El 68 fue la última gran juerga revoltosa o performance callejero multitudinario de la ciudad que escandalizaba y excitaba al mundo desde hacía dos siglos, desde Luis XIV, desde Montesquieu y Rousseau y Voltaire, desde Danton y Marat y Robespierre, desde Napoleón, desde Balzac y Víctor Hugo y Baudelaire, desde la Comuna, desde los salones de los Impresionistas, desde Montparnasse y Picasso y el surrealismo.
[...]
Me he dejado llevar por el futuro. Al tomar mi asiento en un avión de cuatro motores de hélice e intentar ponerme el cinturón antes de que nadie me lo ordenara, todavía era diciembre de 1962 y yo procuraba que nadie se percatara de que aquélla era la primera vez que me subía en un avión. Los Beatles aún no eran los músicos más famosos de la historia y yo tenía 17 años y estaba tan nervioso que la dama francesa a mi izquierda se hizo seguramente el noble propósito de mostrarme que los europeos (y los franceses en particular) eran seres humanos como los demás, e incluso agradables. (Digo “dama” porque en esa época se consideraba que después de los 30 años las mujeres estaban casadas —excepto De Beauvoir— y por ende se les debía tratar como damas.)

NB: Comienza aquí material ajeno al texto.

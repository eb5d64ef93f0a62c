//! Page-based pagination.
//!
//! Pages are 1-indexed. A [`PageRequest`] converts to skip/take values for
//! the store, and [`PageRange`] computes the rows a page covers once the
//! total is known.
//!
//! ```rust
//! use doclookup_query::{PageRange, PageRequest};
//!
//! let request = PageRequest::new(3, 25);
//! assert_eq!(request.skip(), 50);
//! assert_eq!(request.take(), 25);
//!
//! let range = PageRange::compute(3, 25, 57).unwrap();
//! assert_eq!((range.start, range.end, range.total), (53, 57, 57));
//! assert!(!range.has_next);
//! ```

use serde::{Deserialize, Serialize};

/// Page size used when none is requested.
pub const DEFAULT_PAGE_SIZE: u64 = 25;
/// Largest page size the list endpoint serves.
pub const MAX_PAGE_SIZE: u64 = 200;

/// A request for one page of results.
#[derive(Debug, Clone, Copy, PartialEq, Eq, Serialize, Deserialize)]
#[serde(rename_all = "camelCase")]
pub struct PageRequest {
    /// 1-based page number.
    pub page: u64,
    /// Rows per page.
    pub page_size: u64,
    /// Whether the caller wants the total row count.
    pub include_total: bool,
}

impl Default for PageRequest {
    fn default() -> Self {
        Self {
            page: 1,
            page_size: DEFAULT_PAGE_SIZE,
            include_total: false,
        }
    }
}

impl PageRequest {
    /// Create a page request, clamping out-of-range values.
    pub fn new(page: u64, page_size: u64) -> Self {
        Self {
            page: page.max(1),
            page_size: page_size.clamp(1, MAX_PAGE_SIZE),
            include_total: false,
        }
    }

    /// Build a page request from raw query parameters.
    ///
    /// Unparseable numbers fall back to the defaults; `includeTotal` accepts
    /// `true` or `1`.
    pub fn from_params(
        page: Option<&str>,
        page_size: Option<&str>,
        include_total: Option<&str>,
    ) -> Self {
        let page = parse_number(page).unwrap_or(1);
        let page_size = parse_number(page_size).unwrap_or(DEFAULT_PAGE_SIZE);

        Self::new(page, page_size).with_total(parse_flag(include_total))
    }

    /// Request (or not) the total row count.
    pub fn with_total(mut self, include_total: bool) -> Self {
        self.include_total = include_total;
        self
    }

    /// Number of rows to skip, capped at the largest offset the driver accepts.
    pub fn skip(&self) -> u64 {
        (self.page - 1)
            .saturating_mul(self.page_size)
            .min(i64::MAX as u64)
    }

    /// Maximum number of rows to return.
    pub fn take(&self) -> u64 {
        self.page_size
    }
}

fn parse_number(raw: Option<&str>) -> Option<u64> {
    raw.and_then(|s| s.trim().parse::<u64>().ok())
}

fn parse_flag(raw: Option<&str>) -> bool {
    matches!(
        raw.map(|s| s.trim().to_ascii_lowercase()).as_deref(),
        Some("true" | "1")
    )
}

/// Whether rows exist past the given page.
pub fn has_more(page: u64, page_size: u64, total: u64) -> bool {
    page.saturating_mul(page_size) < total
}

/// The 1-based row range covered by a page.
#[derive(Debug, Clone, Copy, PartialEq, Eq)]
pub struct PageRange {
    /// First row on the page.
    pub start: u64,
    /// Last row on the page.
    pub end: u64,
    /// Total number of rows.
    pub total: u64,
    /// Whether a next page exists.
    pub has_next: bool,
}

impl PageRange {
    /// Compute the range for a page, or `None` when the page holds no rows.
    pub fn compute(page: u64, page_size: u64, total: u64) -> Option<Self> {
        let page = page.max(1);
        let start = (page - 1).saturating_mul(page_size).saturating_add(1);
        let end = page.saturating_mul(page_size).min(total);

        if start > end {
            return None;
        }

        Some(Self {
            start,
            end,
            total,
            has_next: has_more(page, page_size, total),
        })
    }
}
//! Regressors for the trip-duration harness.

use clap::ValueEnum;
use ndarray::Array1;
use serde::{Deserialize, Serialize};
use std::fmt;

use crate::constants::training::DEFAULT_RIDGE_ALPHA;
use crate::errors::PipelineError;
use crate::pipeline::Dataset;

/// Bagged CART regression trees.
pub mod forest;
/// Standardized closed-form ridge regression.
pub mod linear;

pub use forest::{ForestConfig, RandomForestRegressor};
pub use linear::{RidgeRegressor, StandardScaler};

/// A model that can be fitted on a [`Dataset`] and score new rows.
pub trait Regressor {
    fn fit(&mut self, data: &Dataset) -> Result<(), PipelineError>;
    fn predict(&self, data: &Dataset) -> Result<Array1<f32>, PipelineError>;
}

/// Selectable model families.
#[derive(Clone, Copy, Debug, Default, PartialEq, Eq, ValueEnum, Serialize, Deserialize)]
#[serde(rename_all = "snake_case")]
pub enum ModelKind {
    /// Predict the training-target mean.
    Mean,
    /// L2-regularized linear regression on standardized features.
    Ridge,
    /// 150 bootstrapped trees of depth at most 10, seed 42.
    #[default]
    #[value(name = "random_forest", alias = "random-forest")]
    RandomForest,
}

impl ModelKind {
    pub fn as_str(self) -> &'static str {
        match self {
            ModelKind::Mean => "mean",
            ModelKind::Ridge => "ridge",
            ModelKind::RandomForest => "random_forest",
        }
    }

    pub fn build(self) -> Box<dyn Regressor> {
        match self {
            ModelKind::Mean => Box::new(MeanRegressor::default()),
            ModelKind::Ridge => Box::new(RidgeRegressor::new(DEFAULT_RIDGE_ALPHA)),
            ModelKind::RandomForest => Box::new(RandomForestRegressor::default()),
        }
    }
}

impl fmt::Display for ModelKind {
    fn fmt(&self, f: &mut fmt::Formatter<'_>) -> fmt::Result {
        f.write_str(self.as_str())
    }
}

/// Constant predictor.
#[derive(Clone, Debug, Default)]
pub struct MeanRegressor {
    mean: Option<f64>,
}

impl Regressor for MeanRegressor {
    fn fit(&mut self, data: &Dataset) -> Result<(), PipelineError> {
        self.mean = Some(
            data.target
                .mapv(f64::from)
                .mean()
                .ok_or_else(no_training_rows)?,
        );
        Ok(())
    }

    fn predict(&self, data: &Dataset) -> Result<Array1<f32>, PipelineError> {
        let mean = self.mean.ok_or_else(not_fitted)?;
        Ok(Array1::from_elem(data.rows(), mean as f32))
    }
}

pub(crate) fn not_fitted() -> PipelineError {
    PipelineError::Training("model is not fitted".to_string())
}

pub(crate) fn no_training_rows() -> PipelineError {
    PipelineError::Training("cannot fit on zero rows".to_string())
}

pub(crate) fn check_width(expected: usize, data: &Dataset) -> Result<(), PipelineError> {
    if data.n_features() != expected {
        return Err(PipelineError::Training(format!(
            "expected {expected} feature(s), got {}",
            data.n_features()
        )));
    }
    Ok(())
}

#[cfg(test)]
pub(crate) mod tests {
    use super::*;
    use ndarray::{Array2, array};

    /// Two-feature dataset with the target computed from each row.
    pub(crate) fn dataset(rows: &[(f32, f32)], target: impl Fn(f32, f32) -> f32) -> Dataset {
        let features = Array2::from_shape_fn((rows.len(), 2), |(row, col)| {
            if col == 0 { rows[row].0 } else { rows[row].1 }
        });
        Dataset {
            feature_names: vec!["a".to_string(), "b".to_string()],
            features,
            target: rows.iter().map(|&(a, b)| target(a, b)).collect(),
        }
    }

    #[test]
    fn mean_regressor_predicts_the_training_mean() {
        let data = dataset(&[(0.0, 0.0), (1.0, 1.0)], |a, _| a);
        let mut model = MeanRegressor::default();
        assert!(model.predict(&data).is_err());
        model.fit(&data).unwrap();
        assert_eq!(model.predict(&data).unwrap(), array![0.5, 0.5]);

        let empty = dataset(&[], |a, _| a);
        assert!(matches!(
            MeanRegressor::default().fit(&empty),
            Err(PipelineError::Training(_))
        ));
    }

    #[test]
    fn model_kind_names_round_trip_through_clap() {
        assert_eq!(ModelKind::from_str("ridge", true), Ok(ModelKind::Ridge));
        assert_eq!(ModelKind::from_str("mean", true), Ok(ModelKind::Mean));
        assert_eq!(
            ModelKind::from_str("random_forest", true),
            Ok(ModelKind::RandomForest)
        );
        assert_eq!(ModelKind::default(), ModelKind::RandomForest);
        assert_eq!(ModelKind::default().to_string(), "random_forest");
        assert_eq!(
            serde_json::to_value(ModelKind::RandomForest).unwrap(),
            "random_forest"
        );
    }
}
use std::error::Error;

fn main() -> Result<(), Box<dyn Error>> {
    trip_duration::apps::run_train(std::env::args().skip(1))
}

Dama o no, la mujer a mi lado era un ente en principio sospechoso. Todos los europeos lo eran entonces, a ojos mexicanos. Sabíamos de ellos muy poco, casi nada: que hacían películas difíciles en blanco y negro; que vestían a sus niños con pantalones cortos; que comían unos bolillos larguísimos llamados baguettes; que algunos tenían por soberanos unos reyecitos y reinezuelas de una comicidad casi irresistible; y, sobre todo, que no eran limpios, al grado de que habían inventado el perfume y el agua de colonia para disimular sus vapores.
Los turistas que se aventuraban por la extraña Europa en esos años —cuando el barco era aún el transporte trasatlántico por excelencia— relataban a su regreso aterradoras historias de cuartos de hotel ¡sin escusado ni regadera!, sólo un lavabo a menudo oxidado. Según ellos, el agua en Europa sabía muy raro y la gente se bañaba, cuando se llegaba a bañar, con una especie de teléfono incomodísimo que hubiera sido mucho más apto para asear a un bebé o un perro. En cuanto al bidet, se trataba —como ya había dicho no sé qué inglesa— de un instrumento satánico, mientras que los coches eran tan chiquitos que era difícil entender cómo entraban y salían ciertas italianas.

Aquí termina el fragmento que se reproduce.